By RNZ
An American woman who tested positive for coronavirus has revealed she has no symptoms.
More than 1,300 people have died after contracting Covid-19 coronavirus but Rebecca Frasure from the United States does not appear to be unwell.
Frasure told Checkpoint in a video interview from isolation in a Tokyo hospital that she tested positive for the virus while on board the Diamond Princess cruise ship.
The ship is docked in Yokohama and all passengers on board are quarantined for 14 days. Frasure's husband is still there.

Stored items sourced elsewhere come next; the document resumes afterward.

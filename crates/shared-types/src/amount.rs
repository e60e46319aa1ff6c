//! # Fixed-Point Amounts
//!
//! Balances and transfer amounts are signed 64-bit counts of minor units with
//! eight fractional decimal digits. Every replica performs the same integer
//! arithmetic, so a block applied on any platform yields identical balances.
//!
//! ## Wire Form
//!
//! Amounts serialize as decimal strings (`"111"`, `"99.9"`, `"-5"`). Plain
//! JSON integers are accepted on input as whole coins; JSON floats are
//! rejected because they cannot be decoded deterministically.

use crate::errors::AmountError;
use serde::de::{self, Visitor};
use serde::{Deserialize, Deserializer};
use serde_with::SerializeDisplay;
use std::fmt;
use std::str::FromStr;

/// Number of fractional decimal digits.
pub const DECIMALS: u32 = 8;

/// Minor units in one whole coin.
pub const MINOR_UNITS_PER_COIN: i64 = 100_000_000;

/// A fixed-point quantity of coins.
#[derive(
    Clone, Copy, Debug, Default, PartialEq, Eq, PartialOrd, Ord, Hash, SerializeDisplay,
)]
pub struct Amount(i64);

impl Amount {
    pub const ZERO: Amount = Amount(0);

    pub const fn from_minor(minor: i64) -> Self {
        Self(minor)
    }

    pub const fn minor(self) -> i64 {
        self.0
    }

    /// Whole coins, `None` if the value does not fit.
    pub fn from_coins(coins: i64) -> Option<Self> {
        coins.checked_mul(MINOR_UNITS_PER_COIN).map(Self)
    }

    pub const fn is_positive(self) -> bool {
        self.0 > 0
    }

    pub const fn is_negative(self) -> bool {
        self.0 < 0
    }

    pub fn checked_add(self, other: Amount) -> Option<Amount> {
        self.0.checked_add(other.0).map(Amount)
    }

    pub fn checked_sub(self, other: Amount) -> Option<Amount> {
        self.0.checked_sub(other.0).map(Amount)
    }

    /// `self * percentage / 100`, rounded half-to-even on minor units.
    ///
    /// The intermediate product is computed in 128 bits and the result is
    /// bounded by `self` for percentages up to 100, so it cannot overflow.
    pub fn percentage_half_even(self, percentage: u8) -> Amount {
        let negative = self.0 < 0;
        let numerator = i128::from(self.0).abs() * i128::from(percentage);
        let mut quotient = numerator / 100;
        let remainder = numerator % 100;
        if remainder > 50 || (remainder == 50 && quotient % 2 == 1) {
            quotient += 1;
        }
        let magnitude = i64::try_from(quotient).unwrap_or(i64::MAX);
        Amount(if negative { -magnitude } else { magnitude })
    }
}

impl fmt::Display for Amount {
    fn fmt(&self, f: &mut fmt::Formatter<'_>) -> fmt::Result {
        let sign = if self.0 < 0 { "-" } else { "" };
        let magnitude = self.0.unsigned_abs();
        let scale = MINOR_UNITS_PER_COIN as u64;
        let whole = magnitude / scale;
        let fraction = magnitude % scale;
        if fraction == 0 {
            return write!(f, "{sign}{whole}");
        }
        let digits = format!("{fraction:08}");
        write!(f, "{sign}{whole}.{}", digits.trim_end_matches('0'))
    }
}

impl FromStr for Amount {
    type Err = AmountError;

    fn from_str(s: &str) -> Result<Self, Self::Err> {
        let invalid = || AmountError::InvalidLiteral(s.to_string());

        let (negative, body) = match s.strip_prefix('-') {
            Some(rest) => (true, rest),
            None => (false, s),
        };
        let (whole, fraction) = match body.split_once('.') {
            Some((w, f)) => (w, Some(f)),
            None => (body, None),
        };

        if whole.is_empty() || !whole.bytes().all(|b| b.is_ascii_digit()) {
            return Err(invalid());
        }
        let fraction = fraction.unwrap_or("");
        if body.contains('.') && fraction.is_empty() {
            return Err(invalid());
        }
        if !fraction.bytes().all(|b| b.is_ascii_digit()) {
            return Err(invalid());
        }
        if fraction.len() > DECIMALS as usize {
            return Err(AmountError::TooPrecise { max: DECIMALS });
        }
        // i64::MAX has 19 digits; anything longer overflows regardless of scale.
        if whole.len() > 19 {
            return Err(AmountError::Overflow);
        }

        let whole: i128 = whole.parse().map_err(|_| invalid())?;
        let mut fraction_minor: i128 = 0;
        if !fraction.is_empty() {
            let padded = format!("{fraction:0<8}");
            fraction_minor = padded.parse().map_err(|_| invalid())?;
        }

        let mut minor = whole * i128::from(MINOR_UNITS_PER_COIN) + fraction_minor;
        if negative {
            minor = -minor;
        }
        i64::try_from(minor)
            .map(Amount)
            .map_err(|_| AmountError::Overflow)
    }
}

struct AmountVisitor;

impl<'de> Visitor<'de> for AmountVisitor {
    type Value = Amount;

    fn expecting(&self, f: &mut fmt::Formatter<'_>) -> fmt::Result {
        f.write_str("a decimal string or an integer number of coins")
    }

    fn visit_str<E: de::Error>(self, v: &str) -> Result<Amount, E> {
        v.parse().map_err(E::custom)
    }

    fn visit_i64<E: de::Error>(self, v: i64) -> Result<Amount, E> {
        Amount::from_coins(v).ok_or_else(|| E::custom(AmountError::Overflow))
    }

    fn visit_u64<E: de::Error>(self, v: u64) -> Result<Amount, E> {
        let coins = i64::try_from(v).map_err(|_| E::custom(AmountError::Overflow))?;
        self.visit_i64(coins)
    }
}

impl<'de> Deserialize<'de> for Amount {
    fn deserialize<D: Deserializer<'de>>(deserializer: D) -> Result<Self, D::Error> {
        deserializer.deserialize_any(AmountVisitor)
    }
}

#[cfg(test)]
mod tests {
    use super::*;

    fn amt(s: &str) -> Amount {
        s.parse().unwrap()
    }

    #[test]
    fn test_parse_and_display() {
        assert_eq!(amt("111").minor(), 111 * MINOR_UNITS_PER_COIN);
        assert_eq!(amt("99.9").minor(), 9_990_000_000);
        assert_eq!(amt("0.00000001").minor(), 1);
        assert_eq!(amt("-111").minor(), -111 * MINOR_UNITS_PER_COIN);

        assert_eq!(amt("99.90").to_string(), "99.9");
        assert_eq!(amt("0.00000001").to_string(), "0.00000001");
        assert_eq!(amt("-2.5").to_string(), "-2.5");
        assert_eq!(Amount::ZERO.to_string(), "0");
    }

    #[test]
    fn test_parse_rejects_malformed() {
        for bad in ["", "-", ".5", "5.", "1.2.3", "+1", "1e3", " 1", "abc", "1,5"] {
            assert!(bad.parse::<Amount>().is_err(), "accepted {bad:?}");
        }
        assert_eq!(
            "1.000000001".parse::<Amount>(),
            Err(AmountError::TooPrecise { max: DECIMALS })
        );
        assert_eq!(
            "99999999999999999999".parse::<Amount>(),
            Err(AmountError::Overflow)
        );
        assert_eq!("92233720369".parse::<Amount>(), Err(AmountError::Overflow));
    }

    #[test]
    fn test_percentage_half_even() {
        // 10% of 111 is exact.
        assert_eq!(amt("111").percentage_half_even(10), amt("11.1"));
        // 0.5 minor units rounds to even.
        assert_eq!(Amount::from_minor(5).percentage_half_even(10), Amount::from_minor(0));
        assert_eq!(Amount::from_minor(15).percentage_half_even(10), Amount::from_minor(2));
        assert_eq!(Amount::from_minor(25).percentage_half_even(10), Amount::from_minor(2));
        // Above half rounds up, below half rounds down.
        assert_eq!(Amount::from_minor(7).percentage_half_even(10), Amount::from_minor(1));
        assert_eq!(Amount::from_minor(3).percentage_half_even(10), Amount::from_minor(0));

        assert_eq!(amt("111").percentage_half_even(0), Amount::ZERO);
        assert_eq!(amt("111").percentage_half_even(100), amt("111"));
        let max = Amount::from_minor(i64::MAX);
        assert_eq!(max.percentage_half_even(100), max);
    }

    #[test]
    fn test_checked_arithmetic() {
        let max = Amount::from_minor(i64::MAX);
        assert_eq!(max.checked_add(Amount::from_minor(1)), None);
        assert_eq!(amt("11").checked_sub(amt("111")), Some(amt("-100")));
    }

    #[test]
    fn test_json_forms() {
        assert_eq!(serde_json::to_string(&amt("99.9")).unwrap(), "\"99.9\"");
        assert_eq!(serde_json::from_str::<Amount>("\"111\"").unwrap(), amt("111"));
        assert_eq!(serde_json::from_str::<Amount>("111").unwrap(), amt("111"));
        assert_eq!(serde_json::from_str::<Amount>("-111").unwrap(), amt("-111"));
        assert!(serde_json::from_str::<Amount>("111.5").is_err());
    }
}
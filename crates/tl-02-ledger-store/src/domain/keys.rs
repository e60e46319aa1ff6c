//! Key layout.
//!
//! | Key                         | Value                |
//! |-----------------------------|----------------------|
//! | `acct/` + 32-byte identity  | [`AccountRecord`]    |
//! | `meta/app-state`            | [`ApplicationState`] |
//!
//! All account keys share one prefix and a fixed length, so byte order of
//! keys equals byte order of identities.
//!
//! [`AccountRecord`]: super::AccountRecord
//! [`ApplicationState`]: super::ApplicationState

use tl_01_signature_verification::{Identity, IDENTITY_LENGTH};

pub const ACCOUNT_PREFIX: &[u8] = b"acct/";

pub const APP_STATE_KEY: &[u8] = b"meta/app-state";

pub fn account_key(identity: &Identity) -> Vec<u8> {
    let mut key = Vec::with_capacity(ACCOUNT_PREFIX.len() + IDENTITY_LENGTH);
    key.extend_from_slice(ACCOUNT_PREFIX);
    key.extend_from_slice(identity.as_bytes());
    key
}

/// Inverse of [`account_key`]. `None` for foreign keys or invalid identities.
pub fn identity_from_key(key: &[u8]) -> Option<Identity> {
    let raw = key.strip_prefix(ACCOUNT_PREFIX)?;
    Identity::from_bytes(raw).ok()
}
//! # Node Configuration
//!
//! Defaults overridden by `TL_*` environment variables.

use std::net::SocketAddr;
use std::path::PathBuf;
use std::time::Duration;
use thiserror::Error;
use tl_03_authorization::RegistryAddresses;
use tl_06_application::ApplicationConfig;

#[derive(Debug, Error, PartialEq, Eq)]
pub enum ConfigError {
    #[error("{var} is required")]
    Missing { var: &'static str },

    #[error("{var}={value:?} is invalid: {reason}")]
    Invalid {
        var: &'static str,
        value: String,
        reason: String,
    },
}

/// Complete node configuration.
#[derive(Debug, Clone, Default)]
pub struct NodeConfig {
    pub network: NetworkConfig,
    pub storage: StorageConfig,
    pub registry: RegistryConfig,
    pub query: QueryConfig,
    /// `EnvFilter` directive for the log subscriber.
    pub log_level: LogLevel,
}

#[derive(Debug, Clone)]
pub struct NetworkConfig {
    /// Socket the frame server binds.
    pub listen_addr: SocketAddr,
}

impl Default for NetworkConfig {
    fn default() -> Self {
        Self {
            listen_addr: SocketAddr::from(([127, 0, 0, 1], 46658)),
        }
    }
}

#[derive(Debug, Clone, Copy, PartialEq, Eq, Default)]
pub enum StorageBackend {
    #[default]
    File,
    /// Only usable when built with the `rocksdb` feature.
    RocksDb,
}

impl std::str::FromStr for StorageBackend {
    type Err = String;

    fn from_str(s: &str) -> Result<Self, Self::Err> {
        match s {
            "file" => Ok(Self::File),
            "rocksdb" => Ok(Self::RocksDb),
            other => Err(format!("unknown backend {other:?}, expected \"file\" or \"rocksdb\"")),
        }
    }
}

#[derive(Debug, Clone)]
pub struct StorageConfig {
    pub data_dir: PathBuf,
    pub backend: StorageBackend,
}

impl Default for StorageConfig {
    fn default() -> Self {
        Self {
            data_dir: PathBuf::from("./data"),
            backend: StorageBackend::File,
        }
    }
}

impl StorageConfig {
    /// File holding the file-backed ledger.
    pub fn ledger_file(&self) -> PathBuf {
        self.data_dir.join("ledger.db")
    }

    /// Directory holding the RocksDB ledger.
    pub fn rocksdb_dir(&self) -> PathBuf {
        self.data_dir.join("ledger-rocksdb")
    }
}

/// Where the registry documents live and which ones to load.
#[derive(Debug, Clone)]
pub struct RegistryConfig {
    pub content_dir: PathBuf,
    pub inflators: Option<String>,
    pub watchers: Option<String>,
    pub tax: Option<String>,
}

impl Default for RegistryConfig {
    fn default() -> Self {
        Self {
            content_dir: PathBuf::from("./content"),
            inflators: None,
            watchers: None,
            tax: None,
        }
    }
}

impl RegistryConfig {
    /// All three addresses, or the first one missing.
    pub fn addresses(&self) -> Result<RegistryAddresses, ConfigError> {
        let required = |value: &Option<String>, var: &'static str| {
            value.clone().ok_or(ConfigError::Missing { var })
        };
        Ok(RegistryAddresses {
            inflators: required(&self.inflators, "TL_INFLATORS")?,
            watchers: required(&self.watchers, "TL_WATCHERS")?,
            tax: required(&self.tax, "TL_TAX")?,
        })
    }
}

#[derive(Debug, Clone)]
pub struct QueryConfig {
    /// Oldest accepted query in seconds.
    pub wait_secs: u64,
    /// Furthest accepted future-dated query in seconds.
    pub max_future_skew_secs: u64,
}

impl Default for QueryConfig {
    fn default() -> Self {
        Self {
            wait_secs: 5,
            max_future_skew_secs: 5,
        }
    }
}

#[derive(Debug, Clone, PartialEq, Eq)]
pub struct LogLevel(pub String);

impl Default for LogLevel {
    fn default() -> Self {
        Self("info".to_string())
    }
}

impl NodeConfig {
    /// Apply overrides from `lookup`, which maps a variable name to its value.
    ///
    /// Unset variables keep their defaults. The registry addresses are not
    /// checked here so that `demo-keys` can run without them; see
    /// [`RegistryConfig::addresses`].
    pub fn from_lookup<F>(lookup: F) -> Result<Self, ConfigError>
    where
        F: Fn(&str) -> Option<String>,
    {
        let mut config = Self::default();

        if let Some(value) = lookup("TL_LISTEN_ADDR") {
            config.network.listen_addr = parse("TL_LISTEN_ADDR", value)?;
        }
        if let Some(value) = lookup("TL_DATA_DIR") {
            config.storage.data_dir = PathBuf::from(value);
        }
        if let Some(value) = lookup("TL_STORAGE_BACKEND") {
            config.storage.backend = parse("TL_STORAGE_BACKEND", value)?;
        }
        if let Some(value) = lookup("TL_CONTENT_DIR") {
            config.registry.content_dir = PathBuf::from(value);
        }
        config.registry.inflators = lookup("TL_INFLATORS").filter(|v| !v.is_empty());
        config.registry.watchers = lookup("TL_WATCHERS").filter(|v| !v.is_empty());
        config.registry.tax = lookup("TL_TAX").filter(|v| !v.is_empty());
        if let Some(value) = lookup("TL_QUERY_WAIT_SECS") {
            config.query.wait_secs = parse("TL_QUERY_WAIT_SECS", value)?;
        }
        if let Some(value) = lookup("TL_QUERY_SKEW_SECS") {
            config.query.max_future_skew_secs = parse("TL_QUERY_SKEW_SECS", value)?;
        }
        if let Some(value) = lookup("TL_LOG_LEVEL") {
            config.log_level = LogLevel(value);
        }

        Ok(config)
    }

    pub fn application_config(&self) -> ApplicationConfig {
        ApplicationConfig {
            query_max_age: Duration::from_secs(self.query.wait_secs),
            query_max_future_skew: Duration::from_secs(self.query.max_future_skew_secs),
        }
    }
}

fn parse<T>(var: &'static str, value: String) -> Result<T, ConfigError>
where
    T: std::str::FromStr,
    T::Err: std::fmt::Display,
{
    value.parse().map_err(|e: T::Err| ConfigError::Invalid {
        var,
        reason: e.to_string(),
        value,
    })
}

/// Load configuration from the process environment.
pub fn load_config() -> Result<NodeConfig, ConfigError> {
    NodeConfig::from_lookup(|key| std::env::var(key).ok())
}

"I never really felt unwell, I had a little bit of a cough when they told me," she said.
"When I got here I had a bit of a fever, but all of that has normalised and I have no symptoms."
She is not being treated with any medication, but simply seeing out the illness while being monitored in isolation at the hospital.
"Doctors and nurses who come in, they have like a plastic gown or apron covering their scrubs, a mask, a face shield, gloves, they do that every time they come in.
"They're just checking vitals - temperature, lungs, blood pressure, heart rate, and they do that a few times a day.
"I am going to be tested later on today for the virus - it's a two-step process. I'll be tested today and tomorrow, and I'll have to wait for those results."
Frasure's husband is still testing negative she said.
"I'd like it to stay that way… just waiting till we can be reunited."
She said there's no indication why she contracted the virus and her husband did not.
"It's just the luck of the draw. I'm just lucky like that, I guess."
If Frasure's latest tests show negative results, she will be free to go and will wait in the area until her husband is free from the quarantined cruise ship.
"I feel perfectly healthy. So it really came as quite a shock that I have this. I expected it to be way more severe," she said.
"So it sounds like that is the case for the majority of the coronavirus 'sufferers'.
"A lot of them don't experience or exhibit a lot of symptoms, it's really those specialised age groups who are most at-risk that develop the extreme symptoms."
Frasure is relaxed about the ordeal.
"This is just a blip on the radar and in hopefully a couple of weeks, a month, a year, it'll all be a distant memory."